_Problem:_
Copy every record word for word.

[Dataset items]
▬▬▬▬▬▬▬▬▬▬
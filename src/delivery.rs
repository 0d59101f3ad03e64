//! Delivery of a found passcode to the outside world.
//!
//! The watcher hands the final digit string to a [`Delivery`] exactly once,
//! from the worker task, right before the watch result resolves. Delivery is
//! fire-and-forget: it has no return value and must not fail the watch.
//!
//! The caller who only wants the code back can skip delivery entirely and
//! read it from [`WatchHandle::wait`](crate::watcher::WatchHandle::wait).

use async_trait::async_trait;

/// Receives the found passcode from the worker task.
#[async_trait]
pub trait Delivery: Send + Sync {
    /// Called once with the passcode's digit string.
    async fn deliver(&self, code: &str);
}

/// Delivery that does nothing.
#[derive(Debug, Clone, Copy, Default)]
pub struct NullDelivery;

#[async_trait]
impl Delivery for NullDelivery {
    async fn deliver(&self, _code: &str) {}
}

/// Delivery backed by a plain closure.
///
/// # Example
///
/// ```
/// use otp_watch::delivery::FnDelivery;
///
/// let delivery = FnDelivery::new(|code| println!("passcode: {code}"));
/// ```
pub struct FnDelivery<F>
where
    F: Fn(&str) + Send + Sync,
{
    deliver_fn: F,
}

impl<F> FnDelivery<F>
where
    F: Fn(&str) + Send + Sync,
{
    /// Creates a delivery from a closure.
    #[must_use]
    pub fn new(deliver_fn: F) -> Self {
        Self { deliver_fn }
    }
}

#[async_trait]
impl<F> Delivery for FnDelivery<F>
where
    F: Fn(&str) + Send + Sync,
{
    async fn deliver(&self, code: &str) {
        (self.deliver_fn)(code);
    }
}

impl<F> std::fmt::Debug for FnDelivery<F>
where
    F: Fn(&str) + Send + Sync,
{
    fn fmt(&self, f: &mut std::fmt::Formatter<'_>) -> std::fmt::Result {
        f.debug_struct("FnDelivery").finish_non_exhaustive()
    }
}

/// Desktop-notification delivery via `notify-rust`.
///
/// Requires the `notifications` feature.
#[cfg(feature = "notifications")]
#[derive(Debug, Clone)]
pub struct NotifyDelivery {
    summary: String,
}

#[cfg(feature = "notifications")]
impl NotifyDelivery {
    /// Creates a notification delivery with the given title.
    #[must_use]
    pub fn new(summary: impl Into<String>) -> Self {
        Self {
            summary: summary.into(),
        }
    }
}

#[cfg(feature = "notifications")]
impl Default for NotifyDelivery {
    fn default() -> Self {
        Self::new("Passcode received")
    }
}

#[cfg(feature = "notifications")]
#[async_trait]
impl Delivery for NotifyDelivery {
    async fn deliver(&self, code: &str) {
        let summary = self.summary.clone();
        let body = format!("Your code is: {code}");

        // show() blocks on some platforms; keep it off the worker task
        let shown = tokio::task::spawn_blocking(move || {
            notify_rust::Notification::new()
                .summary(&summary)
                .body(&body)
                .show()
                .map(|_| ())
        })
        .await;

        match shown {
            Ok(Ok(())) => {}
            Ok(Err(e)) => tracing::warn!(error = %e, "Desktop notification failed"),
            Err(e) => tracing::warn!(error = %e, "Notification task panicked"),
        }
    }
}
▬▬▬▬▬▬▬▬▬▬
_Result below:_
filename src/delivery.rs
repository 0d59101f3ad03e64
//! Delivery of a found passcode to the outside world.
//!
//! The watcher hands the final digit string to a [`Delivery`] exactly once,
//! from the worker task, right before the watch result resolves. Delivery is
//! fire-and-forget: it has no return value and must not fail the watch.
//!
//! The caller who only wants the code back can skip delivery entirely and
//! read it from [`WatchHandle::wait`](crate::watcher::WatchHandle::wait).

use async_trait::async_trait;

/// Receives the found passcode from the worker task.
#[async_trait]
pub trait Delivery: Send + Sync {
    /// Called once with the passcode's digit string.
    async fn deliver(&self, code: &str);
}

/// Delivery that does nothing.
#[derive(Debug, Clone, Copy, Default)]
pub struct NullDelivery;

#[async_trait]
impl Delivery for NullDelivery {
    async fn deliver(&self, _code: &str) {}
}

/// Delivery backed by a plain closure.
///
/// # Example
///
/// ```
/// use otp_watch::delivery::FnDelivery;
///
/// let delivery = FnDelivery::new(|code| println!("passcode: {code}"));
/// ```
pub struct FnDelivery<F>
where
    F: Fn(&str) + Send + Sync,
{
    deliver_fn: F,
}

impl<F> FnDelivery<F>
where
    F: Fn(&str) + Send + Sync,
{
    /// Creates a delivery from a closure.
    #[must_use]
    pub fn new(deliver_fn: F) -> Self {
        Self { deliver_fn }
    }
}

#[async_trait]
impl<F> Delivery for FnDelivery<F>
where
    F: Fn(&str) + Send + Sync,
{
    async fn deliver(&self, code: &str) {
        (self.deliver_fn)(code);
    }
}

impl<F> std::fmt::Debug for FnDelivery<F>
where
    F: Fn(&str) + Send + Sync,
{
    fn fmt(&self, f: &mut std::fmt::Formatter<'_>) -> std::fmt::Result {
        f.debug_struct("FnDelivery").finish_non_exhaustive()
    }
}

/// Desktop-notification delivery via `notify-rust`.
///
/// Requires the `notifications` feature.
#[cfg(feature = "notifications")]
#[derive(Debug, Clone)]
pub struct NotifyDelivery {
    summary: String,
}

#[cfg(feature = "notifications")]
impl NotifyDelivery {
    /// Creates a notification delivery with the given title.
    #[must_use]
    pub fn new(summary: impl Into<String>) -> Self {
        Self {
            summary: summary.into(),
        }
    }
}

#[cfg(feature = "notifications")]
impl Default for NotifyDelivery {
    fn default() -> Self {
        Self::new("Passcode received")
    }
}

#[cfg(feature = "notifications")]
#[async_trait]
impl Delivery for NotifyDelivery {
    async fn deliver(&self, code: &str) {
        let summary = self.summary.clone();
        let body = format!("Your code is: {code}");

        // show() blocks on some platforms; keep it off the worker task
        let shown = tokio::task::spawn_blocking(move || {
            notify_rust::Notification::new()
                .summary(&summary)
                .body(&body)
                .show()
                .map(|_| ())
        })
        .await;

        match shown {
            Ok(Ok(())) => {}
            Ok(Err(e)) => tracing::warn!(error = %e, "Desktop notification failed"),
            Err(e) => tracing::warn!(error = %e, "Notification task panicked"),
        }
    }
}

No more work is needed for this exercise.